Following a 4-month osseointegration period, the patient was deemed to be ready for fabrication of the final restoration. The patient presented with healthy soft tissue with elimination of the pretreatment recession (Figure 16). Removal of the provisional restoration noted healthy soft tissue around the implant’s neck and RAMPA effect had occurred (Figure 16). An impression was taken and the lab fabricated the final restoration. Upon insertion of the final restoration, a periapical radiograph was taken demonstrating stability of the crestal bone as compared to the radiograph taken at insertion (Figure 17).
Posterior Immediate Placement
A patient presented with a coronally fractured maxillary premolar following loss of the existing crown. A radiograph was taken to evaluate the tooth (Figure 18a). The tooth had prior endodontic treatment and was deemed structurally inadequate to restore the tooth due to lack of any coronal tooth structure. The patient was recommended immediate implant placement following extraction. If adequate insertion torque was achieved, an immediate provisional restoration would be placed.
The tooth was extracted under local anesthetic and a PRAMA implant (3.8 x 10 mm with a 2.85-mm neck) was placed at the level of the crest post extraction following osteotomy preparation (Figure 19). Although 45 Ncm insertion torque was achieved, it was decided not to provisionalize the implant and a healing abutment would be placed and a radiograph taken (Figure 18B). A healing abutment was placed, and a radiograph taken to confirm full seating of the healing abutment at the implant’s platform (Figure 18C). Allograft that was 50% cortical/cancellous graft material was placed into the coronal aspect of the socket around the healing abutment and the site sutured to contain the graft material (Figure 19). An OsseoGuard RCM membrane (ZimVie) was placed over the extraction socket with poncho technique using healing abutment.
The patient presented at the 4-month recall appointment and the implant was deemed ready to restore. The healing abutment was removed, and a healing gingival cuff was noted with RAMPA effect present (Figure 19). An impression was taken and sent to the lab for fabrication of the restoration. The final restoration was returned to the practice and inserted into the patient. A radiograph was taken to verify restoration seating at the implant’s platform (Figure 18D).

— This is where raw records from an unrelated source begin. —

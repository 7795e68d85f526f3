//! Geographic areas used by tax rules, shipping restrictions and address filters.

use core::fmt;
use core::str::FromStr;

use serde::{Deserialize, Serialize};

use checkout_core::{DomainError, DomainResult};

/// Fixed region codes for a US country area.
#[derive(Debug, Clone, Copy, PartialEq, Eq, Hash, Serialize, Deserialize)]
#[serde(rename_all = "SCREAMING_SNAKE_CASE")]
pub enum UsCountryRegion {
    #[serde(rename = "CONTINENTAL_48")]
    Continental48,
    #[serde(rename = "FULL_50_STATES")]
    Full50States,
    All,
}

impl UsCountryRegion {
    pub fn as_str(&self) -> &'static str {
        match self {
            UsCountryRegion::Continental48 => "CONTINENTAL_48",
            UsCountryRegion::Full50States => "FULL_50_STATES",
            UsCountryRegion::All => "ALL",
        }
    }
}

impl fmt::Display for UsCountryRegion {
    fn fmt(&self, f: &mut fmt::Formatter<'_>) -> fmt::Result {
        f.write_str(self.as_str())
    }
}

impl FromStr for UsCountryRegion {
    type Err = DomainError;

    fn from_str(s: &str) -> Result<Self, Self::Err> {
        match s {
            "CONTINENTAL_48" => Ok(UsCountryRegion::Continental48),
            "FULL_50_STATES" => Ok(UsCountryRegion::Full50States),
            "ALL" => Ok(UsCountryRegion::All),
            other => Err(DomainError::validation(format!("invalid US country area: {other}"))),
        }
    }
}

/// Two-letter upper-case US state code (`CA`, `NY`).
#[derive(Debug, Clone, PartialEq, Eq, Hash, Serialize, Deserialize)]
#[serde(try_from = "String", into = "String")]
pub struct UsState(String);

impl UsState {
    pub fn new(code: impl Into<String>) -> DomainResult<Self> {
        let code = code.into();
        let valid = code.len() == 2 && code.bytes().all(|b| b.is_ascii_uppercase());
        if !valid {
            return Err(DomainError::validation(format!("invalid US state: {code}")));
        }
        Ok(Self(code))
    }

    pub fn as_str(&self) -> &str {
        &self.0
    }
}

impl TryFrom<String> for UsState {
    type Error = DomainError;

    fn try_from(value: String) -> Result<Self, Self::Error> {
        Self::new(value)
    }
}

impl From<UsState> for String {
    fn from(value: UsState) -> Self {
        value.0
    }
}

/// A geographic matcher.
#[derive(Debug, Clone, PartialEq, Eq, Hash, Serialize, Deserialize)]
#[serde(tag = "kind", rename_all = "snake_case")]
pub enum Area {
    World,
    UsCountry { region: UsCountryRegion },
    UsState { state: UsState },
    UsZip { pattern: String },
    Postal {
        country_code: String,
        postal_code_pattern: Option<String>,
    },
}

impl Area {
    pub fn world() -> Self {
        Area::World
    }

    pub fn us_country(region: UsCountryRegion) -> Self {
        Area::UsCountry { region }
    }

    /// Parse the region from its wire code (`CONTINENTAL_48`, `FULL_50_STATES`, `ALL`).
    pub fn parse_us_country(region: &str) -> DomainResult<Self> {
        Ok(Area::UsCountry {
            region: region.parse()?,
        })
    }

    pub fn us_state(code: impl Into<String>) -> DomainResult<Self> {
        Ok(Area::UsState {
            state: UsState::new(code)?,
        })
    }

    /// Zip pattern such as `94043` or `940*`.
    pub fn us_zip(pattern: impl Into<String>) -> Self {
        Area::UsZip {
            pattern: pattern.into(),
        }
    }

    pub fn postal(country_code: impl Into<String>, postal_code_pattern: Option<String>) -> Self {
        Area::Postal {
            country_code: country_code.into(),
            postal_code_pattern,
        }
    }
}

When the radiographs taken at implant placement are compared with the post-restoration radiographs, the crestal bone is noted to have maintained the same position, demonstrating the stability the PRAMA neck provides to hard and soft tissues.
Conclusion
The concave design of the PRAMA implant with its microgrooves allows for thicker crestal bone and soft tissue that improves maintenance of those surrounding tissues.